Segment Start: GIVEN RECORDS

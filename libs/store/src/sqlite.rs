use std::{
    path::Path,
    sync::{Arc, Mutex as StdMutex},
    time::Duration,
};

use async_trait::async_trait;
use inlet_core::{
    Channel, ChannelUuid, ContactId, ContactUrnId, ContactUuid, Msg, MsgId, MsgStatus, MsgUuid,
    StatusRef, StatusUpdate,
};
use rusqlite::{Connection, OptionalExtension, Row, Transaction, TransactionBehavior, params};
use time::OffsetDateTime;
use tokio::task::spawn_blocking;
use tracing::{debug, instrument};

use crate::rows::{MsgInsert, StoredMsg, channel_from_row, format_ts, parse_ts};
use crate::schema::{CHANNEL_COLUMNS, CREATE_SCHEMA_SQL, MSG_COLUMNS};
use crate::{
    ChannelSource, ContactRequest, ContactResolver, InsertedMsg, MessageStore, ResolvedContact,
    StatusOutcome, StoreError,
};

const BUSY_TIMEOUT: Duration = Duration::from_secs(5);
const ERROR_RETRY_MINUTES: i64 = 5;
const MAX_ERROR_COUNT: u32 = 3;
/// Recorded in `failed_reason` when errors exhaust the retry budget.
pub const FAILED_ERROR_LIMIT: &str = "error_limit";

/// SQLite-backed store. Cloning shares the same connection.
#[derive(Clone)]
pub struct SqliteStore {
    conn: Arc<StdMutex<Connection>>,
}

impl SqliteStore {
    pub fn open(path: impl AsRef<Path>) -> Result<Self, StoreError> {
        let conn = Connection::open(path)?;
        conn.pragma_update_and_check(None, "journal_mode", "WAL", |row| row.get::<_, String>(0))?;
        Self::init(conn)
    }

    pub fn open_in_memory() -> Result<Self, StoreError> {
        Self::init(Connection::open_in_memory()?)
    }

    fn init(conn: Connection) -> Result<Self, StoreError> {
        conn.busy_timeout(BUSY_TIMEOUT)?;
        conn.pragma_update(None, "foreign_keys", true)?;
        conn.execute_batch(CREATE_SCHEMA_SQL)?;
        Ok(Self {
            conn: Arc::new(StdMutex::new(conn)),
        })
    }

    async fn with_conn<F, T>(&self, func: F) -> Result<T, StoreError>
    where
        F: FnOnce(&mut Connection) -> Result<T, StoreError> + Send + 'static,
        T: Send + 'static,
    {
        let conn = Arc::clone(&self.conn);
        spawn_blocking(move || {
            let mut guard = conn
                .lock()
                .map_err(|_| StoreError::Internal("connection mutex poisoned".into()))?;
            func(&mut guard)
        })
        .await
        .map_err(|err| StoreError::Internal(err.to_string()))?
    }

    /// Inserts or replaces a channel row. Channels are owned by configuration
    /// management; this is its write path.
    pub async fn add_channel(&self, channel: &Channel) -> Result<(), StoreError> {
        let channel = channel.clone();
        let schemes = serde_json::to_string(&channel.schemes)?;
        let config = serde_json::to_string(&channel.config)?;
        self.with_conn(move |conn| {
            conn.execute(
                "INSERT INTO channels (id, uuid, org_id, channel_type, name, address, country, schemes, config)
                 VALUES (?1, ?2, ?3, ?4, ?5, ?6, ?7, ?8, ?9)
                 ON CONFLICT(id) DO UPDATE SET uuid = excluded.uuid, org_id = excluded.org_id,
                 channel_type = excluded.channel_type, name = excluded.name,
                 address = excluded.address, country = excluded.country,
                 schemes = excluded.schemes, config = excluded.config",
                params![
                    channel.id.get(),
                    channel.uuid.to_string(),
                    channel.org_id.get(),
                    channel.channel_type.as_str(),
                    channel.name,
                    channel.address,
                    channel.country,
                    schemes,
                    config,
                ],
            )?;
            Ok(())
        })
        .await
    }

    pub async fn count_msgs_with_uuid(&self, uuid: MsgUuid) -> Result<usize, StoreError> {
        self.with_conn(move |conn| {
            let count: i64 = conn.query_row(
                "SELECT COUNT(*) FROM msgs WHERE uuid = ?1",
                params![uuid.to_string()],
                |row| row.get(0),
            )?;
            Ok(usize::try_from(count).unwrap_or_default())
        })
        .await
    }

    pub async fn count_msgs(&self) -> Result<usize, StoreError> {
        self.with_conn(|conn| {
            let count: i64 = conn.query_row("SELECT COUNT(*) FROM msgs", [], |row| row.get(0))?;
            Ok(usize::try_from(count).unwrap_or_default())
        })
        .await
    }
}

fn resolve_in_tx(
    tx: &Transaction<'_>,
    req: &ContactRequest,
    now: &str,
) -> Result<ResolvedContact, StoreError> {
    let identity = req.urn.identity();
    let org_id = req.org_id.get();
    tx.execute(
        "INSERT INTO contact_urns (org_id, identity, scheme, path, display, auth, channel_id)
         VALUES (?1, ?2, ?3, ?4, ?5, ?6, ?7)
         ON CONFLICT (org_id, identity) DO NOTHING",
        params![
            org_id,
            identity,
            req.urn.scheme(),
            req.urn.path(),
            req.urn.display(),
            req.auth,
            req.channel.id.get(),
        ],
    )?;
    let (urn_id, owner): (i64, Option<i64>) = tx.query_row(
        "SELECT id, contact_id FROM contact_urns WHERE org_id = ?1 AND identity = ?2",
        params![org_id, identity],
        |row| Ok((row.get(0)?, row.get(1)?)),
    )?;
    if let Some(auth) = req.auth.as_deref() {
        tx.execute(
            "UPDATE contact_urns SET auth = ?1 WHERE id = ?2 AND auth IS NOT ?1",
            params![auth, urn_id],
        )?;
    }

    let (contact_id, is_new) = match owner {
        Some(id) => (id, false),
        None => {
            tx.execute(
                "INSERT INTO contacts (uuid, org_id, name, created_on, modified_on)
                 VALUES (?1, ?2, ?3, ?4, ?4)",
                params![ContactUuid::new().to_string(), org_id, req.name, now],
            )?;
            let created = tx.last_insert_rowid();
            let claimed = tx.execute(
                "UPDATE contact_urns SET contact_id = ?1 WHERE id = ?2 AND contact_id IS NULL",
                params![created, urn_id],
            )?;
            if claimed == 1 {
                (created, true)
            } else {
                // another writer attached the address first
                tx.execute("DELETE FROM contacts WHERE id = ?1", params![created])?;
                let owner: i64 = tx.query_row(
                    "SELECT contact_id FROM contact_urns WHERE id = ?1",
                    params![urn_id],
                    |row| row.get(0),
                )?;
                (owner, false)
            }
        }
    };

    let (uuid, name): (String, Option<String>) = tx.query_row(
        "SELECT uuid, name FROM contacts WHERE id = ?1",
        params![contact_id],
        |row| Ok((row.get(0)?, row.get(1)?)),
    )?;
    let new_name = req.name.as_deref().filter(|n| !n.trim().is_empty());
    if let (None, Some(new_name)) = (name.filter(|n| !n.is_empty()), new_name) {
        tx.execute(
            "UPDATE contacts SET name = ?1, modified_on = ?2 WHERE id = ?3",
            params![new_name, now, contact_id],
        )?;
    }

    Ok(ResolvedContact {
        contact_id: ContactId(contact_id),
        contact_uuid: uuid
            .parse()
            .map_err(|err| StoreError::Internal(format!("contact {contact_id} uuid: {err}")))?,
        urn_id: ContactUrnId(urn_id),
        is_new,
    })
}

Segment End: GIVEN RECORDS

> **WORK REQUIRED**
Scan the entries for the word "filter". Report each line that has it.

> **THE COMPLETED TASK**
    let new_name = req.name.as_deref().filter(|n| !n.trim().is_empty());
    if let (None, Some(new_name)) = (name.filter(|n| !n.is_empty()), new_name) {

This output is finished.